This is evicking siegelnvs
Im sorry?
This is fucking ridiculous*
my grand plan for the evening is to do shots of vodka til i cant anymore
I puked last after eating a volcano taco and drinking vodka. I felt like a fucking dragon.
rather than putting your name in guys phones, you just texted 90999 to donate $10 to Haiti and then gave it back to them
He said he had a gf but the monogamy was "only implied".
Despite fighting the urge to vomit throughout the whole thing, I think that interview went really well!
I have a broken liver
I see that the whole "let's take a break from drinking" has worked out really well for us.

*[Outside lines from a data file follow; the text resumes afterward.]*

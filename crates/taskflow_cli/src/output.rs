//! Terminal output helpers: styled text for humans, structured JSON for machines.
//!
//! Uses:
//! - `console` for colors (respects NO_COLOR, auto-disables when piped)
//! - `comfy-table` for structured data
//! - `indicatif` for progress/spinners

use std::sync::atomic::{AtomicBool, Ordering};

use comfy_table::{presets::UTF8_FULL, Cell, Color, ContentArrangement, Table};
use console::style;
use indicatif::{ProgressBar, ProgressStyle};
use serde::Serialize;
use serde_json::Value as JsonValue;

use crate::cli::OutputFormat;

// ── Global format flag ─────────────────────────────────────────────

static JSON_MODE: AtomicBool = AtomicBool::new(false);

pub fn init(format: OutputFormat) {
    if matches!(format, OutputFormat::Json) {
        JSON_MODE.store(true, Ordering::Relaxed);
    }
}

pub(crate) fn is_json() -> bool {
    JSON_MODE.load(Ordering::Relaxed)
}

// ── JSON envelope ──────────────────────────────────────────────────

#[derive(Serialize)]
struct Msg<'a> {
    level: &'a str,
    message: &'a str,
    #[serde(skip_serializing_if = "Option::is_none")]
    data: Option<&'a JsonValue>,
}

fn emit_json(level: &str, message: &str, data: Option<&JsonValue>) {
    let msg = Msg {
        level,
        message,
        data,
    };
    let json = serde_json::to_string(&msg).unwrap_or_else(|_| {
        format!(
            "{{\"level\":\"{level}\",\"message\":\"{message}\"}}"
        )
    });
    println!("{json}");
}

// ── Public helpers ─────────────────────────────────────────────────

pub fn header(text: &str) {
    if is_json() {
        emit_json("info", text, None);
    } else {
        println!("{}", style(text).bold().cyan());
    }
}

pub fn success(text: &str) {
    if is_json() {
        emit_json("success", text, None);
    } else {
        println!("{} {}", style("✓").green(), style(text).bright());
    }
}

pub fn error(text: &str) {
    if is_json() {
        let msg = Msg {
            level: "error",
            message: text,
            data: None,
        };
        let json = serde_json::to_string(&msg).unwrap_or_default();
        eprintln!("{json}");
    } else {
        eprintln!("{} {}", style("✗").red(), style(text).bright());
    }
}

pub fn warning(text: &str) {
    if is_json() {
        emit_json("warning", text, None);
    } else {
        println!("{} {}", style("!").yellow(), style(text).bright());
    }
}

pub fn dim(text: &str) {
    if is_json() {
        emit_json("info", text, None);
    } else {
        println!("{}", style(text).dim());
    }
}

/// Emit an arbitrary serializable value as structured output.
pub fn data<T: Serialize>(label: &str, value: &T) {
    if is_json() {
        let json_val = serde_json::to_value(value).unwrap_or(JsonValue::Null);
        emit_json("data", label, Some(&json_val));
    } else {
        let formatted =
            serde_json::to_string_pretty(value).unwrap_or_else(|_| format!("{label}: <?>"));
        println!("{formatted}");
    }
}

/// Print a key-value pair with styled key.
pub fn kv(key: &str, value: &str) {
    if is_json() {
        let data = serde_json::json!({ key: value });
        emit_json("info", key, Some(&data));
    } else {
        println!("  {} {}", style(key).cyan().bold(), value);
    }
}

// ── Tables ─────────────────────────────────────────────────────────

/// Create a styled table for listing items.
pub fn table() -> Table {
    let mut table = Table::new();
    table
        .load_preset(UTF8_FULL)
        .set_content_arrangement(ContentArrangement::Dynamic);
    table
}

/// Add a header row to the table.
pub fn table_header(table: &mut Table, cols: &[&str]) {
    table.set_header(
        cols.iter()
            .map(|col| {
                Cell::new(col)
                    .fg(Color::Cyan)
                    .add_attribute(comfy_table::Attribute::Bold)
            })
            .collect::<Vec<_>>(),
    );
}

/// Print a table. Callers handle JSON mode themselves; rows built from
/// domain types do not flatten to name/description pairs.
pub fn table_print(table: &Table) {
    println!("{table}");
}

// ── Spinners ───────────────────────────────────────────────────────

/// Create a spinner for async operations.
pub fn spinner(message: &str) -> ProgressBar {
    let spinner = ProgressBar::new_spinner();
    spinner.set_style(
        ProgressStyle::default_spinner()
            .template("{spinner:.cyan} {msg}")
            .unwrap(),
    );
    spinner.set_message(message.to_string());
    spinner.enable_steady_tick(std::time::Duration::from_millis(80));
    spinner
}

/// Finish spinner with success message.
pub fn spinner_success(spinner: &ProgressBar, message: &str) {
    spinner.abandon();
    if is_json() {
        emit_json("success", message, None);
    } else {
        println!("{} {}", style("✓").green(), message);
    }
}

/// Finish spinner with error message.
pub fn spinner_error(spinner: &ProgressBar, message: &str) {
    spinner.abandon();
    if is_json() {
        emit_json("error", message, None);
    } else {
        eprintln!("{} {}", style("✗").red(), message);
    }
}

He wrote me poetry. 12 hours after getting my number
He took me out, we slept together, and he sent me home this morning with fresh cantaloupe. #husbandstatus
I just want somebody who'll randomly bring me pizza and lovingly squeeze my butt. Is there a dating app for that, do you think?
...I just melted into my bed. I am one with the bed. I am 600 thread count.
burned my penis with a sauteed onion again.
The only thing I remember is the 300 pound man breaking ur railing from sliding down it at 3 am. Must of been a good night.
I just hooked up with the German exchange student who doesn't speak English. And you said I have no talent.
I'd invite you over to drink but then I wouldn't be drinking by myself.